WHAT TO WORK ON:
Scan the records below, and wherever a line has the word "LabourPaymentType", pull it out.

INFORMATION GIVEN:
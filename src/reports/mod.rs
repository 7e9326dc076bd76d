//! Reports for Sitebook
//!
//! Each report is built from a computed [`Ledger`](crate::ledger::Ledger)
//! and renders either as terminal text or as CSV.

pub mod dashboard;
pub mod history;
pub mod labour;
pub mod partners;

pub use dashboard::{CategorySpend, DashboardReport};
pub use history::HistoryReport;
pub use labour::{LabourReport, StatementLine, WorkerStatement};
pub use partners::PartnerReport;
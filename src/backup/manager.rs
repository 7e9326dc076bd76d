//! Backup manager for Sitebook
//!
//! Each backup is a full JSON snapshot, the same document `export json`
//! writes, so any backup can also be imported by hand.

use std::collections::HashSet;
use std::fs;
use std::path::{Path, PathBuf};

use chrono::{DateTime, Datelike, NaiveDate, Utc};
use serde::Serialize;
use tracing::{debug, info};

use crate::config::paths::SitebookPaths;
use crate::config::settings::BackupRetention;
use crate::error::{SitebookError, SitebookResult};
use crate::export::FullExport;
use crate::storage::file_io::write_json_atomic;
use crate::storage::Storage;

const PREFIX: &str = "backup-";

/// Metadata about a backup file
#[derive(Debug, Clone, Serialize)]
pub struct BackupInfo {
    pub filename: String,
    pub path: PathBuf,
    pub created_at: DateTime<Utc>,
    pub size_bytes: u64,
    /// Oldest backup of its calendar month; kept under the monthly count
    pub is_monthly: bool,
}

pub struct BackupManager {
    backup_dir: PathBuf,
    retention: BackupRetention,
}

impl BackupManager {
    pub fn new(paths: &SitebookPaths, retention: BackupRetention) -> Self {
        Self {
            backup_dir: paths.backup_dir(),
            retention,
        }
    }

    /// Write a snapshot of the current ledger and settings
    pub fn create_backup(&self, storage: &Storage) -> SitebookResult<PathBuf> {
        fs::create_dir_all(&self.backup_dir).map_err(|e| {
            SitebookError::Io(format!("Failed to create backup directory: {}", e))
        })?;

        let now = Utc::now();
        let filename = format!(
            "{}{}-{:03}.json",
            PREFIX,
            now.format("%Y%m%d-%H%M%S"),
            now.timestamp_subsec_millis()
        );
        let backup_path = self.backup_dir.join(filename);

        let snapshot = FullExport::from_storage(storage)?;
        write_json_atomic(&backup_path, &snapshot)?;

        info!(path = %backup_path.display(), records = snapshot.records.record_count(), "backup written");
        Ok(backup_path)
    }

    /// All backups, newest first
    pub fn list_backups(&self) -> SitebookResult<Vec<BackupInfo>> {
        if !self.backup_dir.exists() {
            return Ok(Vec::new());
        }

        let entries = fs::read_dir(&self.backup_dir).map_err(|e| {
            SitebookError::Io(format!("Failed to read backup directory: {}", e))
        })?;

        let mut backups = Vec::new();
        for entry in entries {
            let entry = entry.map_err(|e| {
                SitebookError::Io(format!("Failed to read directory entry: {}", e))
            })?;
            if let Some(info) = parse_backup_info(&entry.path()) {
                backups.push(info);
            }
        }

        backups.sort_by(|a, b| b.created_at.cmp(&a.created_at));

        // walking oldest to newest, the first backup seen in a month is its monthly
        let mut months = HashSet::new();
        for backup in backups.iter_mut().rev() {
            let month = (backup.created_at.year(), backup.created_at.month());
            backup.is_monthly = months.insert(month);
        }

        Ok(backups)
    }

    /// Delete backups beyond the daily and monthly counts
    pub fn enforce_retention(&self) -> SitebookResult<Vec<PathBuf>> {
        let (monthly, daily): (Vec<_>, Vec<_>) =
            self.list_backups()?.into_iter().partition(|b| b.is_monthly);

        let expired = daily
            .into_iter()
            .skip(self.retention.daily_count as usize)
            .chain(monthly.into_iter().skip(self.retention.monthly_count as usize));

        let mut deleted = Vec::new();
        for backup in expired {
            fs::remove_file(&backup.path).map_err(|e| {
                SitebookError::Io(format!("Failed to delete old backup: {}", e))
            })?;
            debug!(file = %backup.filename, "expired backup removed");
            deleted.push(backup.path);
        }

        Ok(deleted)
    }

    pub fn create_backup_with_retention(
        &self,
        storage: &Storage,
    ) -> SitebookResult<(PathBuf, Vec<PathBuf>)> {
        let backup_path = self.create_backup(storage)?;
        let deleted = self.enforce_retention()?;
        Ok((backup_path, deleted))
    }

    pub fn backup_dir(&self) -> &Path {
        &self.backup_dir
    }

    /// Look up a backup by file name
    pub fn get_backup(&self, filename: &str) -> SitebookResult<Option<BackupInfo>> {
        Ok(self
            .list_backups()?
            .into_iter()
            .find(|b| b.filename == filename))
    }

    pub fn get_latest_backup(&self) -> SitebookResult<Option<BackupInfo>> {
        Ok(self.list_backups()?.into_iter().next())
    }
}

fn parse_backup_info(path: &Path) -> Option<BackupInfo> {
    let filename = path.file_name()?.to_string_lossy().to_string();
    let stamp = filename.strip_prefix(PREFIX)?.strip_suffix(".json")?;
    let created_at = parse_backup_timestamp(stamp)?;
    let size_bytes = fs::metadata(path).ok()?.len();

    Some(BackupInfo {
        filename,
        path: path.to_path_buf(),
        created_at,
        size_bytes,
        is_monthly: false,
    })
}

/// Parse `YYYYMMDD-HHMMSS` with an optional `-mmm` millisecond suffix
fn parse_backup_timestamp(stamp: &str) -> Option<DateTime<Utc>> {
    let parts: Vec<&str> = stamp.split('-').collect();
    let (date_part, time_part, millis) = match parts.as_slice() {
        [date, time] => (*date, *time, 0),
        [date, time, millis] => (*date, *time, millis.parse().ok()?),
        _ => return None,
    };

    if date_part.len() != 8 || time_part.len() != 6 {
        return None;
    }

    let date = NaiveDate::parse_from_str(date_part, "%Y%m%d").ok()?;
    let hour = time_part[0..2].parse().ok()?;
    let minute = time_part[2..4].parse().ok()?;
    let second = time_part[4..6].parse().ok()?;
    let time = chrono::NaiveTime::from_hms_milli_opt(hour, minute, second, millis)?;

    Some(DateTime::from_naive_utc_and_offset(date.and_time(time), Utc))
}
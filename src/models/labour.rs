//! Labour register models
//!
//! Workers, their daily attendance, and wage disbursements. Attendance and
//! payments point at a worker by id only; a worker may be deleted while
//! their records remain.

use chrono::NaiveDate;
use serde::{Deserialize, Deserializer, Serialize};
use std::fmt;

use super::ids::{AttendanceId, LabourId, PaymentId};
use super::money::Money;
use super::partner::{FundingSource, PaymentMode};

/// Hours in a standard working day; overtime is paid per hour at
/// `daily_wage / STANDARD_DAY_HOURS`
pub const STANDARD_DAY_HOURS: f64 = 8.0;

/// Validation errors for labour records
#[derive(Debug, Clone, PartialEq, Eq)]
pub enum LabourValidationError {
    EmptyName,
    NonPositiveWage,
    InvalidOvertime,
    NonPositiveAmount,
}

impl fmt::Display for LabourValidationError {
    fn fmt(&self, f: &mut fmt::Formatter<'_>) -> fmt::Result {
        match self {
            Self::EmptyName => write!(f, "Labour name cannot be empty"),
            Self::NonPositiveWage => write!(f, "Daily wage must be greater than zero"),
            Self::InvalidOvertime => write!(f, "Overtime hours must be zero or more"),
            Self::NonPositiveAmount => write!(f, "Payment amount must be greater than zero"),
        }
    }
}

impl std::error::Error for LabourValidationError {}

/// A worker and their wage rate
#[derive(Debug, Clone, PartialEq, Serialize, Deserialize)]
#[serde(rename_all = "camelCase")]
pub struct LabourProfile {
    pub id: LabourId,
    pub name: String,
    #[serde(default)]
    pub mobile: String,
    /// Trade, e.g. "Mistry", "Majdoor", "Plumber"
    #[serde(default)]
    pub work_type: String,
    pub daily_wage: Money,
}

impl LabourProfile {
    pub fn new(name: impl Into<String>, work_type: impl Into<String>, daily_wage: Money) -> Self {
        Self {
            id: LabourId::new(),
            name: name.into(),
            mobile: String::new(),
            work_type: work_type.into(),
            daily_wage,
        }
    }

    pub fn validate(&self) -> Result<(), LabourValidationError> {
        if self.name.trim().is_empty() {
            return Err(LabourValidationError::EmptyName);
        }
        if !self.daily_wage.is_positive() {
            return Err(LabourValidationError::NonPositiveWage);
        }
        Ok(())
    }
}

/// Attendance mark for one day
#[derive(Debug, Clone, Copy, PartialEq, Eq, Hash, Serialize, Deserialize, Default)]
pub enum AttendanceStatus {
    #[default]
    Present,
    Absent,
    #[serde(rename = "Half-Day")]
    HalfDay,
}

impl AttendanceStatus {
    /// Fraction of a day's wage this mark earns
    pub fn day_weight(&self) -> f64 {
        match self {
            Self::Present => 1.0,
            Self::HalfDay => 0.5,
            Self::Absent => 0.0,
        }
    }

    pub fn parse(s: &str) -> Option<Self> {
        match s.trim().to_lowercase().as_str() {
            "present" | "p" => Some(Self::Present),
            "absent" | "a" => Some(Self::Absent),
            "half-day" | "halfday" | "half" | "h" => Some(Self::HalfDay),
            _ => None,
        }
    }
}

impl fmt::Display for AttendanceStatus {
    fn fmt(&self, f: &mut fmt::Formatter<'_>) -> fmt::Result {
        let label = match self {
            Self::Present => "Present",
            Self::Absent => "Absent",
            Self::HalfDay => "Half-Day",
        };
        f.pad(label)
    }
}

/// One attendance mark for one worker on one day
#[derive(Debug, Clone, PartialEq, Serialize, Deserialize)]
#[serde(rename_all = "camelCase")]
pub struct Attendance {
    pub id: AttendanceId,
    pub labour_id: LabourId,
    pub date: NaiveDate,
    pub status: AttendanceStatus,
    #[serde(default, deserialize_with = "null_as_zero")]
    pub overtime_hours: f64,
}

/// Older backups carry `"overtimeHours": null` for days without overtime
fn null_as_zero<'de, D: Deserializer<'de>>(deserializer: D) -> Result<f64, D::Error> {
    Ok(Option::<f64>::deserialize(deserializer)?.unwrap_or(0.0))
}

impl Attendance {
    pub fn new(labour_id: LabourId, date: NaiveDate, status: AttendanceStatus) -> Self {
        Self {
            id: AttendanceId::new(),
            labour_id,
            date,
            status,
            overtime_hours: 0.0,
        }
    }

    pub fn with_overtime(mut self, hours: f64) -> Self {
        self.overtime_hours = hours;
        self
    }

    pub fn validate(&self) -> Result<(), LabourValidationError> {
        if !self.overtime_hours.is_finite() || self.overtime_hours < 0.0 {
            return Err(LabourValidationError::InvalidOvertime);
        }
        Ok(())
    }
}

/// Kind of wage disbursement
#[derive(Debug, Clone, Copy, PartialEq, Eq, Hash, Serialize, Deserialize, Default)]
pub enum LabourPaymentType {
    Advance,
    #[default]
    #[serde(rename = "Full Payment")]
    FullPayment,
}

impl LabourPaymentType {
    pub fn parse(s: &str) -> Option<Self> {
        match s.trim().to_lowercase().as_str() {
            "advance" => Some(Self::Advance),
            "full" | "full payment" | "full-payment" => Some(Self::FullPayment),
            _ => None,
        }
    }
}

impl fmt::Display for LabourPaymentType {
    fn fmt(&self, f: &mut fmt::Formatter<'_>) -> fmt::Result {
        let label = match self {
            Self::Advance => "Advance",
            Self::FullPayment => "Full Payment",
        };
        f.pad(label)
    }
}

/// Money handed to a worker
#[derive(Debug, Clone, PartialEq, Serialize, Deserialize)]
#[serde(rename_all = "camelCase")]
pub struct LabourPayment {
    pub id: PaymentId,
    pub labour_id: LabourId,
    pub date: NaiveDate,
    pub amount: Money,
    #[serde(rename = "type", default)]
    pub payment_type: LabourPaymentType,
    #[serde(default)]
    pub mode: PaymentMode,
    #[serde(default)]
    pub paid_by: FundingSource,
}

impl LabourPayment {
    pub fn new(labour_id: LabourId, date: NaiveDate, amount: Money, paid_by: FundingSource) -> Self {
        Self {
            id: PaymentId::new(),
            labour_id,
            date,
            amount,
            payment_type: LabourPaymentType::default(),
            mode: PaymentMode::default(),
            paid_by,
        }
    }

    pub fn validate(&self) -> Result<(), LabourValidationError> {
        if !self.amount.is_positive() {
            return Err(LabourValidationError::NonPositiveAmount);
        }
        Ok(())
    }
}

PROBLEM SOLUTION:
pub enum LabourPaymentType {
impl LabourPaymentType {
impl fmt::Display for LabourPaymentType {
    pub payment_type: LabourPaymentType,
            payment_type: LabourPaymentType::default(),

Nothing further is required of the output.